Requirement: Write out the entries below exactly, from the first line to the one with "Self::Eq(v) if !matches!(v, Bson::Document(_)", both ends included.

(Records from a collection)
//! Typed query filters and their MongoDB rendering.

use mongodb::bson::{Bson, Document, doc};

use crate::domain::geo::Region;
use crate::domain::listing::ListingId;
use crate::domain::schema::fields;
use crate::domain::value::{parse_json_document, type_name};
use crate::error::{ListingsError, Result};

/// Regex flags the server and the memory adapter agree on.
const REGEX_OPTIONS: &str = "imsx";

#[derive(Debug, Clone, PartialEq)]
pub enum Predicate {
    Eq(Bson),
    Ne(Bson),
    Gt(Bson),
    Gte(Bson),
    Lt(Bson),
    Lte(Bson),
    In(Vec<Bson>),
    Nin(Vec<Bson>),
    Regex { pattern: String, options: String },
    Exists(bool),
}

impl Predicate {
    fn operator(&self) -> &'static str {
        match self {
            Self::Eq(_) => "$eq",
            Self::Ne(_) => "$ne",
            Self::Gt(_) => "$gt",
            Self::Gte(_) => "$gte",
            Self::Lt(_) => "$lt",
            Self::Lte(_) => "$lte",
            Self::In(_) => "$in",
            Self::Nin(_) => "$nin",
            Self::Regex { .. } => "$regex",
            Self::Exists(_) => "$exists",
        }
    }

    fn to_bson(&self) -> Bson {
        match self {
            Self::Eq(v) if !matches!(v, Bson::Document(_) | Bson::RegularExpression(_)) => v.clone(),
            Self::Regex { pattern, options } if options.is_empty() => {
                Bson::Document(doc! { "$regex": pattern.as_str() })
            }
            Self::Regex { pattern, options } => Bson::Document(doc! {
                "$regex": pattern.as_str(),
                "$options": options.as_str(),
            }),
            Self::Eq(v) | Self::Ne(v) | Self::Gt(v) | Self::Gte(v) | Self::Lt(v) | Self::Lte(v) => {
                let mut d = Document::new();
                d.insert(self.operator(), v.clone());
                Bson::Document(d)
            }
            Self::In(vs) | Self::Nin(vs) => {
                let mut d = Document::new();
                d.insert(self.operator(), vs.clone());
                Bson::Document(d)
            }
            Self::Exists(b) => Bson::Document(doc! { "$exists": *b }),
        }
    }
}

#[derive(Debug, Clone, PartialEq)]
pub enum Filter {
    /// All children must match. Empty matches every document.
    And(Vec<Filter>),
    Or(Vec<Filter>),
    Field { path: String, predicate: Predicate },
    /// Full-text search over the text-indexed fields.
    Text(String),
    GeoWithin { path: String, region: Region },
}

impl Default for Filter {
    fn default() -> Self {
        Self::all()
    }
}

impl Filter {
    pub fn all() -> Self {
        Self::And(Vec::new())
    }

    pub fn is_empty(&self) -> bool {
        matches!(self, Self::And(children) if children.is_empty())
    }

    pub fn field(path: impl Into<String>, predicate: Predicate) -> Self {
        Self::Field {
            path: path.into(),
            predicate,
        }
    }

    pub fn eq(path: impl Into<String>, value: impl Into<Bson>) -> Self {
        Self::field(path, Predicate::Eq(value.into()))
    }

    pub fn ne(path: impl Into<String>, value: impl Into<Bson>) -> Self {
        Self::field(path, Predicate::Ne(value.into()))
    }

    pub fn gt(path: impl Into<String>, value: impl Into<Bson>) -> Self {
        Self::field(path, Predicate::Gt(value.into()))
    }

    pub fn gte(path: impl Into<String>, value: impl Into<Bson>) -> Self {
        Self::field(path, Predicate::Gte(value.into()))
    }

    pub fn lt(path: impl Into<String>, value: impl Into<Bson>) -> Self {
        Self::field(path, Predicate::Lt(value.into()))
    }

    pub fn lte(path: impl Into<String>, value: impl Into<Bson>) -> Self {
        Self::field(path, Predicate::Lte(value.into()))
    }

    pub fn is_in<V: Into<Bson>>(path: impl Into<String>, values: impl IntoIterator<Item = V>) -> Self {
        Self::field(path, Predicate::In(values.into_iter().map(Into::into).collect()))
    }

    pub fn not_in<V: Into<Bson>>(path: impl Into<String>, values: impl IntoIterator<Item = V>) -> Self {
        Self::field(path, Predicate::Nin(values.into_iter().map(Into::into).collect()))
    }

    pub fn regex(path: impl Into<String>, pattern: impl Into<String>, case_insensitive: bool) -> Self {
        Self::field(
            path,
            Predicate::Regex {
                pattern: pattern.into(),
                options: if case_insensitive { "i".into() } else { String::new() },
            },
        )
    }

    pub fn exists(path: impl Into<String>, present: bool) -> Self {
        Self::field(path, Predicate::Exists(present))
    }

    pub fn text(terms: impl Into<String>) -> Self {
        Self::Text(terms.into())
    }

    pub fn within(path: impl Into<String>, region: Region) -> Self {
        Self::GeoWithin {
            path: path.into(),
            region,
        }
    }

    pub fn id(id: ListingId) -> Self {
        Self::eq(fields::ID, id)
    }

    /// Conjunction, flattening nested `And`s.
    #[must_use]
    pub fn and(self, other: Filter) -> Self {
        let mut children = match self {
            Self::And(children) => children,
            single => vec![single],
        };
        match other {
            Self::And(more) => children.extend(more),
            single => children.push(single),
        }
        if children.len() == 1 {
            return children.remove(0);
        }
        Self::And(children)
    }

    pub fn or(filters: Vec<Filter>) -> Self {
        Self::Or(filters)
    }

    /// Renders the MongoDB query document.
    pub fn to_document(&self) -> Document {
        match self {
            Self::And(children) => {
                let rendered: Vec<Document> = children.iter().map(Self::to_document).collect();
                merge_conjunction(&rendered).unwrap_or_else(|| {
                    doc! { "$and": rendered.into_iter().map(Bson::Document).collect::<Vec<_>>() }
                })
            }
            Self::Or(children) => doc! {
                "$or": children.iter().map(|c| Bson::Document(c.to_document())).collect::<Vec<_>>()
            },
            Self::Field { path, predicate } => {
                let mut d = Document::new();
                d.insert(path.clone(), predicate.to_bson());
                d
            }
            Self::Text(terms) => doc! { "$text": { "$search": terms.as_str() } },
            Self::GeoWithin { path, region } => {
                let mut d = Document::new();
                d.insert(path.clone(), doc! { "$geoWithin": region.to_document() });
                d
            }
        }
    }

    /// True when the filter contains a `$text` clause anywhere.
    pub fn uses_text(&self) -> bool {
        match self {
            Self::Text(_) => true,
            Self::And(children) | Self::Or(children) => children.iter().any(Self::uses_text),
            _ => false,
        }
    }

    /// Parses a MongoDB-style query document.
    pub fn from_document(doc: &Document) -> Result<Self> {
        let mut clauses = Vec::new();
        for (key, value) in doc {
            match key.as_str() {
                "$and" | "$or" => {
                    let children = parse_filter_list(key, value)?;
                    clauses.push(if key == "$and" {
                        Self::And(children)
                    } else {
                        Self::Or(children)
                    });
                }
                "$text" => clauses.push(parse_text(value)?),
                op if op.starts_with('$') => {
                    return Err(ListingsError::query(format!(
                        "unsupported top-level operator {op}"
                    )));
                }
                "" => return Err(ListingsError::query("empty field name in filter")),
                path => clauses.extend(parse_field(path, value)?),
            }
        }
        Ok(match clauses.len() {
            1 => clauses.remove(0),
            _ => Self::And(clauses),
        })
    }

    pub fn from_json(text: &str) -> Result<Self> {
        Self::from_document(&parse_json_document(text)?)
    }
}

impl std::fmt::Display for Filter {
    fn fmt(&self, f: &mut std::fmt::Formatter<'_>) -> std::fmt::Result {
        write!(f, "{}", self.to_document())
    }
}

// Folds sibling documents into one when their keys do not collide, merging
// operator documents on the same path (`{price: {$gte: 50, $lte: 100}}`).
fn merge_conjunction(parts: &[Document]) -> Option<Document> {
    let mut merged = Document::new();
    for part in parts {
        for (key, value) in part {
            match (merged.get_mut(key), value) {
                (None, _) => {
                    merged.insert(key.clone(), value.clone());
                }
                (Some(Bson::Document(existing)), Bson::Document(incoming))
                    if is_operator_doc(existing)
                        && is_operator_doc(incoming)
                        && incoming.keys().all(|k| !existing.contains_key(k)) =>
                {
                    for (op, operand) in incoming {
                        existing.insert(op.clone(), operand.clone());
                    }
                }
                _ => return None,
            }
        }
    }
    Some(merged)
}

fn is_operator_doc(doc: &Document) -> bool {
    !doc.is_empty() && doc.keys().all(|k| k.starts_with('$')) && !doc.contains_key("$regex")
}

fn parse_filter_list(op: &str, value: &Bson) -> Result<Vec<Filter>> {
    let Bson::Array(items) = value else {
        return Err(ListingsError::query(format!("{op} expects an array")));
    };
    if items.is_empty() {
        return Err(ListingsError::query(format!("{op} needs at least one clause")));
    }
    items
        .iter()
        .map(|item| match item {
            Bson::Document(d) => Filter::from_document(d),
            other => Err(ListingsError::query(format!(
                "{op} clauses must be documents, got {}",
                type_name(other)
            ))),
        })
        .collect()
}

fn parse_text(value: &Bson) -> Result<Filter> {
    let Bson::Document(spec) = value else {
        return Err(ListingsError::query("$text expects a document"));
    };
    if let Some(key) = spec.keys().find(|k| k.as_str() != "$search") {
        return Err(ListingsError::query(format!("unsupported $text option {key}")));
    }
    match spec.get("$search") {
        Some(Bson::String(terms)) => Ok(Filter::Text(terms.clone())),
        _ => Err(ListingsError::query("$text needs a $search string")),
    }
}

fn parse_field(path: &str, value: &Bson) -> Result<Vec<Filter>> {
    match value {
        Bson::Document(ops) if ops.keys().any(|k| k.starts_with('$')) => {
            if ops.keys().any(|k| !k.starts_with('$')) {
                return Err(ListingsError::query(format!(
                    "cannot mix operators and fields under '{path}'"
                )));
            }
            parse_operators(path, ops)
        }
        Bson::RegularExpression(re) => {
            let predicate = regex_predicate(path, re.pattern.clone(), re.options.clone())?;
            Ok(vec![Filter::field(path, predicate)])
        }
        other => Ok(vec![Filter::eq(path, other.clone())]),
    }
}

fn parse_operators(path: &str, ops: &Document) -> Result<Vec<Filter>> {
    let mut out = Vec::new();
    for (op, operand) in ops {
        let predicate = match op.as_str() {
            "$eq" => Predicate::Eq(operand.clone()),
            "$ne" => Predicate::Ne(operand.clone()),
            "$gt" => Predicate::Gt(operand.clone()),
            "$gte" => Predicate::Gte(operand.clone()),
            "$lt" => Predicate::Lt(operand.clone()),
            "$lte" => Predicate::Lte(operand.clone()),
            "$in" | "$nin" => {
                let Bson::Array(values) = operand else {
                    return Err(ListingsError::query(format!("{op} on '{path}' expects an array")));
                };
                if op == "$in" {
                    Predicate::In(values.clone())
                } else {
                    Predicate::Nin(values.clone())
                }
            }
            "$exists" => Predicate::Exists(match operand {
                Bson::Boolean(b) => *b,
                Bson::Int32(n) => *n != 0,
                Bson::Int64(n) => *n != 0,
                other => {
                    return Err(ListingsError::query(format!(
                        "$exists expects a boolean, got {}",
                        type_name(other)
                    )));
                }
            }),
            "$regex" => {
                let (pattern, mut options) = match operand {
                    Bson::String(p) => (p.clone(), String::new()),
                    Bson::RegularExpression(re) => (re.pattern.clone(), re.options.clone()),
                    other => {
                        return Err(ListingsError::query(format!(
                            "$regex expects a string, got {}",
                            type_name(other)
                        )));
                    }
                };
                if let Some(extra) = ops.get("$options") {
                    let Bson::String(extra) = extra else {
                        return Err(ListingsError::query("$options expects a string"));
                    };
                    options.push_str(extra);
                }
                regex_predicate(path, pattern, options)?
            }
            "$options" if ops.contains_key("$regex") => continue,
            "$options" => return Err(ListingsError::query("$options without $regex")),
            "$geoWithin" => {
                let Bson::Document(spec) = operand else {
                    return Err(ListingsError::query("$geoWithin expects a document"));
                };
                out.push(Filter::within(path, Region::from_document(spec)?));
                continue;
            }
            other => {
                return Err(ListingsError::query(format!(
                    "unsupported operator {other} on '{path}'"
                )));
            }
        };
        out.push(Filter::field(path, predicate));
    }
    Ok(out)
}

fn regex_predicate(path: &str, pattern: String, options: String) -> Result<Predicate> {
    if let Some(bad) = options.chars().find(|c| !REGEX_OPTIONS.contains(*c)) {
        return Err(ListingsError::query(format!(
            "unsupported regex option '{bad}' on '{path}'"
        )));
    }
    regex::Regex::new(&pattern).map_err(|e| {
        ListingsError::query(format!("invalid regex on '{path}': {e}"))
    })?;
    let mut options: Vec<char> = options.chars().collect();
    options.sort_unstable();
    options.dedup();
    Ok(Predicate::Regex {
        pattern,
        options: options.into_iter().collect(),
    })
}
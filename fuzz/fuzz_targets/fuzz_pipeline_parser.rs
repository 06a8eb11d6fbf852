#![no_main]
use libfuzzer_sys::fuzz_target;

fuzz_target!(|data: &[u8]| {
    if let Ok(text) = std::str::from_utf8(data)
        && let Ok(pipeline) = airbnb_madrid::domain::pipeline::Pipeline::from_json(text)
    {
        let _ = pipeline.to_documents();
    }
});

Answer to this exercise:
//! Typed query filters and their MongoDB rendering.

use mongodb::bson::{Bson, Document, doc};

use crate::domain::geo::Region;
use crate::domain::listing::ListingId;
use crate::domain::schema::fields;
use crate::domain::value::{parse_json_document, type_name};
use crate::error::{ListingsError, Result};

/// Regex flags the server and the memory adapter agree on.
const REGEX_OPTIONS: &str = "imsx";

#[derive(Debug, Clone, PartialEq)]
pub enum Predicate {
    Eq(Bson),
    Ne(Bson),
    Gt(Bson),
    Gte(Bson),
    Lt(Bson),
    Lte(Bson),
    In(Vec<Bson>),
    Nin(Vec<Bson>),
    Regex { pattern: String, options: String },
    Exists(bool),
}

impl Predicate {
    fn operator(&self) -> &'static str {
        match self {
            Self::Eq(_) => "$eq",
            Self::Ne(_) => "$ne",
            Self::Gt(_) => "$gt",
            Self::Gte(_) => "$gte",
            Self::Lt(_) => "$lt",
            Self::Lte(_) => "$lte",
            Self::In(_) => "$in",
            Self::Nin(_) => "$nin",
            Self::Regex { .. } => "$regex",
            Self::Exists(_) => "$exists",
        }
    }

    fn to_bson(&self) -> Bson {
        match self {
            Self::Eq(v) if !matches!(v, Bson::Document(_) | Bson::RegularExpression(_)) => v.clone(),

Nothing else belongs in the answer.